Glenwood Gazette : December 2010

 

 


ARTICLES BY MARY ALICE MURPHY
 
 

Don Trammell was born in 1932 at home in Cliff, New Mexico, to Sam and Alta Hawkins Trammell. His father’s mechanic’s shop was next door.

Two midwives delivered him — Mrs. J.B. Horn and Mrs. G.E. Brown.

“Both signatures are on my birth certificate,” Don said. “My parents came to the area from Texas in 1931. They had starved out from the drought and the Depression. My uncle Frank Trammell was running the Basset holdings.”

Frank Trammell needed a mechanic and a truck driver.

“Dad filled both,” Don said. “I have three older sisters, all of whom were born in and around Stonewall County in West Texas.”

His sisters are Mary Roeschke, Doris Peterson and Jeanne Barlow, all of whom are alive.

Their son was Hugh McKeen, born in Palo Pinto, Texas, March 8, 1863. He married May Balke

“Our younger brother, Leon, was killed in a car accident just before his 21 st birthday,” Don said. “One of four young men had a brand-new Olds 88. They went to Lordsburg, Deming and back to see how fast they could go. On the way back, almost to Hurley, the car left the ground, and all four flew out of the vehicle and died.

“It happened right after my wife Marti and I got married,” Don said.

Don has done a lot of genealogy on his family and has found the Trammells back to 1617 and the Hawkins back to the 1600s.

“The Trammells went from Germany to France to England,” Don said. “Thomas Trammell — I think he was a Hugenot.”

“On my mom’s side, Ben Hawkins was in Virginia in the 1600s,” he said. “Both families came before the Pilgrims, I think. I’m pretty sure about the Trammells.”

He said the first Trammell came over as an indentured servant. He sued because he wasn’t released on time. He won, so there’s a record of his being in America.

“Genealogy is habit-forming,” Don warned.

He believes that the name Trammell in Germany was likely Treimel. The Hawkins side of the family is consistently English. Ancestors included John and Dora McMillin Trammell and Samuel Robert and Antonia Davenport Hawkins.

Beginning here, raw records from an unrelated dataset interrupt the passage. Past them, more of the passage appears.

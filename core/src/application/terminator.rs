//! Process termination with SIGTERM to SIGKILL escalation.
//!
//! # Graceful Kill Pattern
//!
//! 1. Send SIGTERM to request a graceful shutdown
//! 2. Probe liveness every poll interval until the process is gone or the
//!    wait window elapses
//! 3. Re-check liveness once
//! 4. If still running, send SIGKILL

use std::time::Duration;

use tokio::time::{sleep, Instant};
use tracing::debug;

use crate::adapters::NixSignaler;
use crate::config::DEFAULT_POLL_INTERVAL;
use crate::domain::{SignalKind, SignalPolicy, Termination};
use crate::error::Result;
use crate::ports::ProcessSignaler;

/// Escalation state.
#[derive(Debug, Clone, Copy, PartialEq, Eq)]
enum Phase {
    Terminating,
    Escalating,
    Done(Termination),
}

/// Application service for stopping processes.
#[derive(Debug, Clone)]
pub struct Terminator<K: ProcessSignaler = NixSignaler> {
    signaler: K,
    poll_interval: Duration,
}

impl Terminator<NixSignaler> {
    /// Terminator delivering real signals.
    pub fn system() -> Self {
        Self::new(NixSignaler::new())
    }
}

impl Default for Terminator<NixSignaler> {
    fn default() -> Self {
        Self::system()
    }
}

impl<K: ProcessSignaler> Terminator<K> {
    pub fn new(signaler: K) -> Self {
        Self {
            signaler,
            poll_interval: DEFAULT_POLL_INTERVAL,
        }
    }

    /// Override how often liveness is probed while waiting.
    pub fn with_poll_interval(mut self, poll_interval: Duration) -> Self {
        self.poll_interval = poll_interval;
        self
    }

    /// Deliver one signal.
    pub fn signal(&self, pid: u32, signal: SignalKind) -> Result<()> {
        self.signaler.send(pid, signal)
    }

    pub fn is_alive(&self, pid: u32) -> bool {
        self.signaler.is_alive(pid)
    }

    pub fn signaler(&self) -> &K {
        &self.signaler
    }

    /// Stop `pid` according to `policy`.
    pub async fn apply(&self, pid: u32, policy: SignalPolicy) -> Result<Termination> {
        match policy {
            SignalPolicy::Escalate { wait } => self.terminate_with_escalation(pid, wait).await,
            SignalPolicy::Single(kind) => {
                self.signal(pid, kind)?;
                Ok(Termination::Signalled(kind))
            }
        }
    }

    /// SIGTERM, wait up to `wait` for the process to go away, then SIGKILL.
    ///
    /// A failed SIGTERM fails the whole operation. When SIGKILL is needed its
    /// own result is the result of the operation.
    pub async fn terminate_with_escalation(&self, pid: u32, wait: Duration) -> Result<Termination> {
        let mut phase = Phase::Terminating;

        loop {
            phase = match phase {
                Phase::Terminating => {
                    self.signal(pid, SignalKind::Terminate)?;
                    debug!(pid, ?wait, "SIGTERM sent, waiting for exit");

                    // A wait too large for the clock has no deadline
                    let deadline = Instant::now().checked_add(wait);
                    if self.wait_for_exit(pid, deadline).await {
                        Phase::Done(Termination::Exited)
                    } else {
                        Phase::Escalating
                    }
                }
                Phase::Escalating => {
                    if self.is_alive(pid) {
                        debug!(pid, "Process still running, sending SIGKILL");
                        self.signal(pid, SignalKind::Kill)?;
                        Phase::Done(Termination::ForceKilled)
                    } else {
                        Phase::Done(Termination::Exited)
                    }
                }
                Phase::Done(termination) => {
                    debug!(pid, ?termination, "Process terminated");
                    return Ok(termination);
                }
            };
        }
    }

    /// True once the process is observed gone; false if `deadline` passes first.
    /// Without a deadline, polls until the process is gone.
    async fn wait_for_exit(&self, pid: u32, deadline: Option<Instant>) -> bool {
        loop {
            if !self.is_alive(pid) {
                return true;
            }
            let pause = match deadline {
                Some(deadline) => {
                    let now = Instant::now();
                    if now >= deadline {
                        return false;
                    }
                    self.poll_interval.min(deadline - now)
                }
                None => self.poll_interval,
            };
            sleep(pause).await;
        }
    }
}
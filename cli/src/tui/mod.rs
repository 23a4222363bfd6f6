//! Interactive selector.
//!
//! Scans once at startup, then lets the user filter, pick and kill one
//! process. Rendering is in `ui`, state transitions in `app`.

mod app;
mod ui;

use std::io::{self, Write};
use std::time::Duration;

use anyhow::Result;
use crossterm::{
    event::{self, Event, KeyEventKind},
    execute,
    terminal::{disable_raw_mode, enable_raw_mode, EnterAlternateScreen, LeaveAlternateScreen},
};
use ratatui::{backend::Backend, backend::CrosstermBackend, Terminal};
use tracing::debug;
use tsunami_core::{Resolver, TerminateConfig, Terminator};

use app::App;

pub async fn run(config: TerminateConfig) -> Result<()> {
    let resolver = Resolver::system();
    let terminator = Terminator::system().with_poll_interval(config.poll_interval);

    let mut app = App::new();
    match resolver.scan().await {
        Ok(bindings) => app.set_bindings(bindings),
        Err(e) => app.set_error(e.to_string()),
    }

    enable_raw_mode()?;
    let mut terminal = match enter_screen(io::stdout()) {
        Ok(terminal) => terminal,
        Err(e) => {
            // Raw mode is already on
            let _ = disable_raw_mode();
            let _ = leave_screen(&mut io::stdout());
            return Err(e.into());
        }
    };

    let result = run_loop(&mut terminal, &mut app, &terminator, config.wait).await;

    // Restore the terminal even when the loop failed
    disable_raw_mode()?;
    leave_screen(terminal.backend_mut())?;
    terminal.show_cursor()?;
    result?;

    if let Some(message) = app.message() {
        println!("{}", message);
    }
    Ok(())
}

fn enter_screen<W: Write>(mut out: W) -> io::Result<Terminal<CrosstermBackend<W>>> {
    execute!(out, EnterAlternateScreen)?;
    Terminal::new(CrosstermBackend::new(out))
}

fn leave_screen<W: Write>(out: &mut W) -> io::Result<()> {
    execute!(out, LeaveAlternateScreen)
}

async fn run_loop<B: Backend>(
    terminal: &mut Terminal<B>,
    app: &mut App,
    terminator: &Terminator,
    wait: Duration,
) -> Result<()> {
    while !app.should_quit() {
        terminal.draw(|f| ui::draw(f, app))?;

        let Event::Key(key) = event::read()? else {
            continue;
        };
        if key.kind != KeyEventKind::Press {
            continue;
        }

        if let Some(binding) = app.handle_key(key) {
            // Show the "Killing" state while escalation runs
            terminal.draw(|f| ui::draw(f, app))?;

            debug!(pid = binding.pid(), port = binding.port(), "Killing selected process");
            let result = terminator
                .terminate_with_escalation(binding.pid(), wait)
                .await
                .map_err(|e| e.to_string());
            app.finish_kill(result);
        }
    }
    Ok(())
}

#[cfg(test)]
mod tests {
    use super::*;

    struct BrokenTerminal;

    impl Write for BrokenTerminal {
        fn write(&mut self, _buf: &[u8]) -> io::Result<usize> {
            Err(io::Error::new(io::ErrorKind::BrokenPipe, "terminal gone"))
        }

        fn flush(&mut self) -> io::Result<()> {
            Ok(())
        }
    }

    #[test]
    fn test_enter_screen_failure_is_returned() {
        let err = enter_screen(BrokenTerminal).err().unwrap();
        assert_eq!(err.kind(), io::ErrorKind::BrokenPipe);
    }

    #[test]
    fn test_leave_screen_writes_escape() {
        let mut out = Vec::new();
        leave_screen(&mut out).unwrap();
        assert_eq!(out, b"\x1b[?1049l");
    }
}
//! List command - show all listening ports.

use anyhow::{Context, Result};
use tsunami_core::{filter_bindings, BindingFilter, PortBinding, Resolver};

const PROCESS_WIDTH: usize = 20;

pub async fn run(filter: Option<&str>, json: bool) -> Result<()> {
    let resolver = Resolver::system();
    let mut bindings = resolver
        .scan()
        .await
        .context("failed to scan listening ports")?;

    if let Some(expr) = filter.filter(|f| !f.is_empty()) {
        bindings = filter_bindings(bindings, &BindingFilter::parse(expr));
    }

    if json {
        println!("{}", serde_json::to_string_pretty(&bindings)?);
    } else {
        print!("{}", render_table(&bindings));
    }
    Ok(())
}

/// Render bindings as the plain-text listing table.
pub fn render_table(bindings: &[PortBinding]) -> String {
    if bindings.is_empty() {
        return "No listening ports found\n".to_string();
    }

    let mut out = format!(
        "{:<8} {:<10} {:<20} {:<15} {}\n",
        "PORT", "PID", "PROCESS", "USER", "PROTO"
    );
    out.push_str(&"-".repeat(65));
    out.push('\n');

    for binding in bindings {
        out.push_str(&format!(
            "{:<8} {:<10} {:<20} {:<15} {}\n",
            binding.port(),
            binding.pid(),
            truncate(binding.process_name(), PROCESS_WIDTH),
            binding.owner(),
            binding.transport()
        ));
    }
    out
}

/// Shorten to `max` characters, ending in `...` when cut.
pub fn truncate(s: &str, max: usize) -> String {
    if s.chars().count() <= max {
        s.to_string()
    } else {
        let kept: String = s.chars().take(max.saturating_sub(3)).collect();
        format!("{}...", kept)
    }
}
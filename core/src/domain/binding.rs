//! Port binding domain models.

use serde::Serialize;

// ============================================================================
// Transport
// ============================================================================

/// Address family of a listening socket.
#[derive(Debug, Clone, Copy, PartialEq, Eq, Hash, Serialize)]
#[serde(rename_all = "lowercase")]
pub enum Transport {
    /// IPv4 listener.
    Tcp,
    /// IPv6 listener.
    Tcp6,
}

impl Transport {
    pub fn as_str(&self) -> &'static str {
        match self {
            Transport::Tcp => "tcp",
            Transport::Tcp6 => "tcp6",
        }
    }
}

impl std::fmt::Display for Transport {
    fn fmt(&self, f: &mut std::fmt::Formatter<'_>) -> std::fmt::Result {
        f.write_str(self.as_str())
    }
}

// ============================================================================
// PortClass
// ============================================================================

/// IANA range a port number falls in.
#[derive(Debug, Clone, Copy, PartialEq, Eq, Hash)]
pub enum PortClass {
    /// 0-1023, usually needs root to bind.
    System,
    /// 1024-49151.
    Registered,
    /// 49152-65535.
    Ephemeral,
}

impl PortClass {
    pub fn of(port: u16) -> Self {
        match port {
            0..=1023 => PortClass::System,
            1024..=49151 => PortClass::Registered,
            _ => PortClass::Ephemeral,
        }
    }
}

// ============================================================================
// PortBinding
// ============================================================================

/// One observed association between a listening TCP port and its owning process.
///
/// A binding is a snapshot: it is never updated in place, only superseded by
/// the next scan. Several bindings may share a port when processes use
/// `SO_REUSEPORT`.
#[derive(Debug, Clone, PartialEq, Eq, Hash, Serialize)]
pub struct PortBinding {
    port: u16,
    pid: u32,
    #[serde(rename = "process")]
    process_name: String,
    #[serde(rename = "user")]
    owner: String,
    #[serde(rename = "proto")]
    transport: Transport,
    address: String,
}

impl PortBinding {
    /// Create a binding from scan results.
    pub fn new(
        port: u16,
        pid: u32,
        process_name: impl Into<String>,
        owner: impl Into<String>,
        transport: Transport,
        address: impl Into<String>,
    ) -> Self {
        Self {
            port,
            pid,
            process_name: process_name.into(),
            owner: owner.into(),
            transport,
            address: address.into(),
        }
    }

    /// The local listening port.
    pub fn port(&self) -> u16 {
        self.port
    }

    /// PID of the owning process.
    pub fn pid(&self) -> u32 {
        self.pid
    }

    /// Short program name, empty if it could not be read.
    pub fn process_name(&self) -> &str {
        &self.process_name
    }

    /// Account name, or the numeric uid when the account database had no entry.
    pub fn owner(&self) -> &str {
        &self.owner
    }

    pub fn transport(&self) -> Transport {
        self.transport
    }

    /// Local bind address (e.g. "*", "127.0.0.1", "[::1]").
    pub fn address(&self) -> &str {
        &self.address
    }

    pub fn port_class(&self) -> PortClass {
        PortClass::of(self.port)
    }

    /// Check if this binding matches an interactive search query.
    ///
    /// Matches the port number as a substring, or the process name or owner
    /// case-insensitively.
    pub fn matches_search(&self, query: &str) -> bool {
        if query.is_empty() {
            return true;
        }

        let query_lower = query.to_lowercase();
        self.port.to_string().contains(&query_lower)
            || self.process_name.to_lowercase().contains(&query_lower)
            || self.owner.to_lowercase().contains(&query_lower)
    }
}

impl std::fmt::Display for PortBinding {
    fn fmt(&self, f: &mut std::fmt::Formatter<'_>) -> std::fmt::Result {
        write!(
            f,
            "{} (PID {}) on port {}",
            self.process_name, self.pid, self.port
        )
    }
}

// ============================================================================
// BindingFilter
// ============================================================================

/// Filter applied to a listing.
#[derive(Debug, Clone, PartialEq, Eq)]
pub enum BindingFilter {
    /// Exact owner match, case-insensitive (`user=<name>`).
    Owner(String),
    /// Case-insensitive substring of the process name.
    ProcessName(String),
}

impl BindingFilter {
    /// Parse a filter expression. `user=<name>` selects by owner, anything else
    /// by process name.
    pub fn parse(expr: &str) -> Self {
        match expr.strip_prefix("user=") {
            Some(user) => BindingFilter::Owner(user.to_string()),
            None => BindingFilter::ProcessName(expr.to_lowercase()),
        }
    }

    pub fn matches(&self, binding: &PortBinding) -> bool {
        match self {
            BindingFilter::Owner(user) => binding.owner.eq_ignore_ascii_case(user),
            BindingFilter::ProcessName(needle) => {
                binding.process_name.to_lowercase().contains(needle.as_str())
            }
        }
    }
}

/// Keep the bindings matching `filter`, preserving order.
pub fn filter_bindings(bindings: Vec<PortBinding>, filter: &BindingFilter) -> Vec<PortBinding> {
    bindings.into_iter().filter(|b| filter.matches(b)).collect()
}
//! Parsing of port arguments and durations.

use std::sync::OnceLock;
use std::time::Duration;

use anyhow::{bail, Result};
use regex::Regex;
use tsunami_core::validate_port;

/// Largest span a range may cover (`end - start`).
const MAX_RANGE_SPAN: u16 = 1000;

fn range_pattern() -> &'static Regex {
    static PATTERN: OnceLock<Regex> = OnceLock::new();
    PATTERN.get_or_init(|| Regex::new(r"^(\d+)-(\d+)$").expect("valid range regex"))
}

fn duration_pattern() -> &'static Regex {
    static PATTERN: OnceLock<Regex> = OnceLock::new();
    PATTERN.get_or_init(|| {
        Regex::new(r"^(\d+(?:\.\d+)?)(ms|s|m)?$").expect("valid duration regex")
    })
}

/// Expand port arguments: `3000`, ranges `3000-3005`, comma lists `3000,8080`.
///
/// Order is preserved and duplicates are kept.
pub fn expand_port_args(args: &[String]) -> Result<Vec<u16>> {
    let mut ports = Vec::new();

    for arg in args {
        if arg.contains(',') {
            for part in arg.split(',') {
                ports.push(parse_port(part.trim())?);
            }
            continue;
        }

        if let Some(caps) = range_pattern().captures(arg) {
            let start = parse_port(&caps[1])?;
            let end = parse_port(&caps[2])?;
            if start > end {
                bail!("invalid port range: {} (start > end)", arg);
            }
            if end - start > MAX_RANGE_SPAN {
                bail!("port range too large: {} (max {} ports)", arg, MAX_RANGE_SPAN);
            }
            ports.extend(start..=end);
            continue;
        }

        ports.push(parse_port(arg)?);
    }

    Ok(ports)
}

fn parse_port(s: &str) -> Result<u16> {
    match s.parse::<i64>() {
        Ok(n) => Ok(validate_port(n)?),
        Err(_) => bail!("invalid port: {} (must be 1-65535)", s),
    }
}

/// Parse `500ms`, `2s`, `1.5s`, `1m`, or bare seconds.
pub fn parse_duration(s: &str) -> Result<Duration, String> {
    let caps = duration_pattern()
        .captures(s.trim())
        .ok_or_else(|| format!("invalid duration: {} (use e.g. 500ms, 2s, 1m)", s))?;

    let value: f64 = caps[1]
        .parse()
        .map_err(|_| format!("invalid duration: {}", s))?;
    let seconds = match caps.get(2).map(|m| m.as_str()) {
        Some("ms") => value / 1000.0,
        Some("m") => value * 60.0,
        _ => value,
    };

    Duration::try_from_secs_f64(seconds).map_err(|e| format!("invalid duration: {}: {}", s, e))
}
//! Application layer - Use case services.
//!
//! Services are thin orchestrators that:
//! - Accept domain types as inputs
//! - Use ports (traits) for operating system access
//! - Return domain types as outputs

mod kill_service;
mod resolver;
mod terminator;

pub use kill_service::{KillRequest, KillService};
pub use resolver::{validate_port, Resolver};
pub use terminator::Terminator;
/// Parse a `/proc/net/tcp` or `/proc/net/tcp6` table, keeping LISTEN sockets.
///
/// Expected format:
/// ```text
///   sl  local_address rem_address   st tx_queue rx_queue tr tm->when retrnsmt   uid  timeout inode
///    0: 00000000:0BB8 00000000:0000 0A 00000000:00000000 00:00000000 00000000  1000        0 12345 1 ...
/// ```
pub(crate) fn parse_socket_table(content: &str, transport: Transport) -> Vec<SocketRecord> {
    let mut records = Vec::new();

    // Skip header line
    for line in content.lines().skip(1) {
        let fields: Vec<&str> = line.split_whitespace().collect();
        if fields.len() < MIN_FIELDS {
            continue;
        }

        if fields[STATE] != TCP_LISTEN {
            continue;
        }

        let Some((ip, port)) = decode_local_address(fields[LOCAL_ADDRESS], transport) else {
            continue;
        };

        let Ok(uid) = fields[UID].parse::<u32>() else {
            continue;
        };

        // Inode 0 means no descriptor references the socket
        let inode = match fields[INODE].parse::<u64>() {
            Ok(0) | Err(_) => continue,
            Ok(inode) => inode,
        };

        records.push(SocketRecord {
            port,
            address: display_ip(ip),
            uid,
            inode,
            transport,
        });
    }

    records
}

/// Decode a kernel `HEXADDR:HEXPORT` local address.
///
/// The address is the in-memory socket address printed as native-endian
/// 32-bit words: one word for IPv4, four for IPv6. The port is plain hex.
pub(crate) fn decode_local_address(field: &str, transport: Transport) -> Option<(IpAddr, u16)> {
    let (addr_hex, port_hex) = field.split_once(':')?;

    let port = u16::try_from(parse_hex_word(port_hex, 4)?).ok()?;
    if port == 0 {
        return None;
    }

    let ip = match transport {
        Transport::Tcp => IpAddr::V4(Ipv4Addr::from(parse_hex_word(addr_hex, 8)?.to_ne_bytes())),
        Transport::Tcp6 => {
            if addr_hex.len() != 32 {
                return None;
            }
            let mut octets = [0u8; 16];
            for (i, chunk) in octets.chunks_exact_mut(4).enumerate() {
                let word = parse_hex_word(addr_hex.get(i * 8..i * 8 + 8)?, 8)?;
                chunk.copy_from_slice(&word.to_ne_bytes());
            }
            IpAddr::V6(Ipv6Addr::from(octets))
        }
    };

    Some((ip, port))
}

“I grew up in Buckhorn on the banks of Duck Creek,” Don said. “In Buckhorn, I had 35 or so cousins. The Browns and the Crumbleys were large families.”

Grandma Crumbley was the matriarch, he said. Her daughter Nancy married a Brown — one to George and one to Wilson. Double cousins were common.

Don’s uncle Frank Trammell married Aunt Mary Hawkins, which made their children Don’s double cousins.

“My father was killed when I was six years old,” Don said. “He was working with the highway department and was killed on the job.

“Mom became the Postmaster of the Buckhorn Post Office,” he said. “She spent 26 ½ years as postmaster.”

Buckhorn was a fourth-class post office. It would be open a couple of hours a day for her to post mail and give people a chance to pick up their mail.

“I went to school at Cliff and graduated from Cliff High School in 1950,” Don said. “I started working on ranches. I got my first job when I was 10 years old. Slats Farrar owned the Buckhorn Store. After he was injured in a mine accident, I would get off the school bus at the store and help sell candy and transfer things from the warehouse to the store. Gertrude would price and shelf them.”

When he was about 11 or 12 years old, Don helped Slats cook for a roundup and then for the older G.E. Brown.

During the summer when Don was 14, he did chores at the Moon Ranch.

“I would paint tanks or roll wire,” Don said. “My freshman year in high school, I went to work for the McCauley Brothers. That summer it was Tom McCauley and then Hap McCauley. I did chores and on weekends would truck bales. I didn’t live at home, but in the bunkhouse at Hap’s until I graduated.”

On April 1, 1948, when he was a sophomore, a couple of his buddies talked to everyone about ditching. Several agreed, but “only three of us spent the day on the river. It was hot, and we had no water except for what was in the river. We caught a fish and cooked it.”

“We went back to school after the buses had left, so we walked to one of the kid’s houses,” Don said. “Ken Grahan and Billy Henry were the other two.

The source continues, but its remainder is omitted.